People underestimate the importance of getting inflammation under control. We won’t go into it here, but just suffice it to say that it’s believed that low-grade chronic inflammation is responsible for or an underlying factor in at least 90% to 95% of all chronic illnesses that the western world faces today.

So, yeah, reducing the amount of inflammation your body has to deal with on a day-to-day basis is a very, very big deal.

Studies have also shown that eating whole plant-based foods associated with the Mediterranean diet can reduce the instances of heart attack and stroke by upwards of 80% to 90% and 70%, respectively.
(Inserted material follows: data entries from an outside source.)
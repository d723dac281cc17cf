//! Command-line parser
//!
//! Splits one input line into a command name, a set of flags and the
//! ordered positional arguments. Quoting follows POSIX shell rules:
//! single quotes are literal, double quotes honour `\"`, `\\`, `\$` and
//! `` \` ``, and a backslash outside quotes escapes the next character.

use std::collections::BTreeSet;

use chumsky::prelude::*;

use crate::error::{ShellError, ShellResult};

/// One parsed input line.
#[derive(Debug, Clone, PartialEq, Eq)]
pub struct ParsedCommand {
    pub name: String,
    pub flags: BTreeSet<String>,
    pub args: Vec<String>,
}

impl ParsedCommand {
    pub fn has_flag(&self, flag: &str) -> bool {
        self.flags.contains(flag)
    }

    pub fn arg(&self, index: usize) -> Option<&str> {
        self.args.get(index).map(String::as_str)
    }
}

/// Tokenizer producing whitespace-separated words with quotes removed.
pub fn lexer() -> impl Parser<char, Vec<String>, Error = Simple<char>> {
    let leading_ws = filter(|c: &char| c.is_whitespace()).repeated();
    let ws = filter(|c: &char| c.is_whitespace()).repeated();

    let sq_seg = just('\'')
        .ignore_then(filter(|c: &char| *c != '\'').repeated())
        .then_ignore(just('\''))
        .collect::<String>();

    let dq_seg = just('"')
        .ignore_then(
            just('\\')
                .ignore_then(any())
                .map(|c: char| match c {
                    '"' | '\\' | '$' | '`' => c.to_string(),
                    '\n' => String::new(),
                    _ => format!("\\{c}"),
                })
                .or(filter(|c: &char| *c != '"' && *c != '\\').map(|c: char| c.to_string()))
                .repeated(),
        )
        .then_ignore(just('"'))
        .map(|parts: Vec<String>| parts.concat());

    // \X outside quotes is a literal X; \<newline> is a continuation
    let escaped_char = just('\\')
        .ignore_then(any())
        .map(|c: char| if c == '\n' { String::new() } else { c.to_string() });

    let word_char = filter(|c: &char| !c.is_whitespace() && !matches!(c, '"' | '\'' | '\\'));

    let bare_seg = escaped_char
        .or(word_char.map(|c: char| c.to_string()))
        .repeated()
        .at_least(1)
        .map(|parts: Vec<String>| parts.concat());

    // Adjacent segments with no whitespace between them form one word
    let word = choice((bare_seg, sq_seg, dq_seg))
        .repeated()
        .at_least(1)
        .map(|segments: Vec<String>| segments.concat());

    leading_ws
        .ignore_then(word.then_ignore(ws).repeated())
        .then_ignore(end())
}

/// Split a line into words, honouring quotes and escapes.
pub fn tokenize(line: &str) -> ShellResult<Vec<String>> {
    lexer().parse(line).map_err(|errs| {
        let msg = errs
            .into_iter()
            .map(|e| e.to_string())
            .collect::<Vec<_>>()
            .join(", ");
        ShellError::Parse(msg)
    })
}

/// Parse a raw input line.
///
/// The first word is the command name; every later word starting with `-`
/// is a flag, everything else is a positional argument in input order.
pub fn parse(line: &str) -> ShellResult<ParsedCommand> {
    let mut words = tokenize(line)?.into_iter();
    let name = words
        .next()
        .ok_or_else(|| ShellError::Parse("empty command line".to_string()))?;

    let mut flags = BTreeSet::new();
    let mut args = Vec::new();
    for word in words {
        if word.starts_with('-') {
            flags.insert(word);
        } else {
            args.push(word);
        }
    }

    Ok(ParsedCommand { name, flags, args })
}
That is to say that, it’s not the Mediterranean diet that’s doing it, the results are being had by switching to whole food plant-based eating, whether that comes from this diet or any other.

Weight Loss Results:

This is the thing you’ve all been waiting for. Does, the Mediterranean diet help you to lose weight faster or better than other diets?

The answer is no.

In multiple studies with quite large sample groups, the people eating this diet had about a middle-of-the-road result. It was a darn sight better than the SAD (Standard American Diet) but didn’t win out over a few other diets.

The key to weight loss with this diet is the same as nearly all others; that is, you must reduce calories via your diet or burn them off with increased exercise. Preferably both.

It trounced SAD mostly because of its low sugar content and reduction in systemic inflammation. It was trounced by the vegan diet because the diet contains even more whole food plant-based ingredients. So, it was about the middle of the road. Not the worst, not the best.

Now, we would like to let you in on a little secret.

So long as your diet is in the ultra-healthy category, which the Mediterranean diet would be getting close to (not quite but getting closer), it’s at that point all dependent on whether or not you can stay on it long term or not.

Can you reduce your calories by either diet or exercise and stay on it?

If you can do that, then more than likely you’ll have success.

The reason we say ultra-healthy is that we don’t want to see you sacrifice your health for weight loss when you really don’t have to.

Is The Mediterranean Diet Good For Athletes?

Yes and no. The reason that we have to say it this way is that it depends on what type of athlete we are talking about. As for bodybuilding, we will cover that in our answer to that question below.

For long-distance athletes, it can be made to work. You’ll likely have to add in the extra calories you burn from grains and legumes so that your body’s fuel stays carb-rich.

For sprinters, you’re looking at about the same, except possibly a little lower calories since you’re training for intensity and not the crazy distances some of those athletes put in.

Soccer players and sports like that, yes it can work, but instead of fish 2 or 3 times per week, you might need it once per day unless you’re willing to get the proteins and essential fats you need from plant sources, which are superior by the way.

Can The Mediterranean Diet Be Used For Bodybuilding?

Yes, but only if you’re willing to structure your diet to get in more protein from fish and plant-based sources. You’ll likely have to consume half or more of your protein from foods like lentils and beans and get the other half from fish.

If you’re OK with this, then yes, this system can and will work for you. If not, then no.

Is The Mediterranean Diet Sustainable For The Long Term?

Yes, it is. Especially, in comparison to the western diet, or SAD, of fast food, copious amounts of sugar, and animal fat that is solid at room temperature. According to multiple studies, the diet can lower cholesterol, blood lipids, heart attack, and stroke rates over the SAD or the bulk of western diets today.

Is the Mediterranean diet the best diet for you? 

We suppose that will be based more on you as a person and your circumstances.

If it’s the type of diet that you can stay on for the long term, then yes, it can work for you. If, on the other hand, you know you’ll have to stop using it eventually, you’d be better off starting a diet that you can stick to.

Adherence to the diet is the key to the success of the diet. No matter which diet you’re on.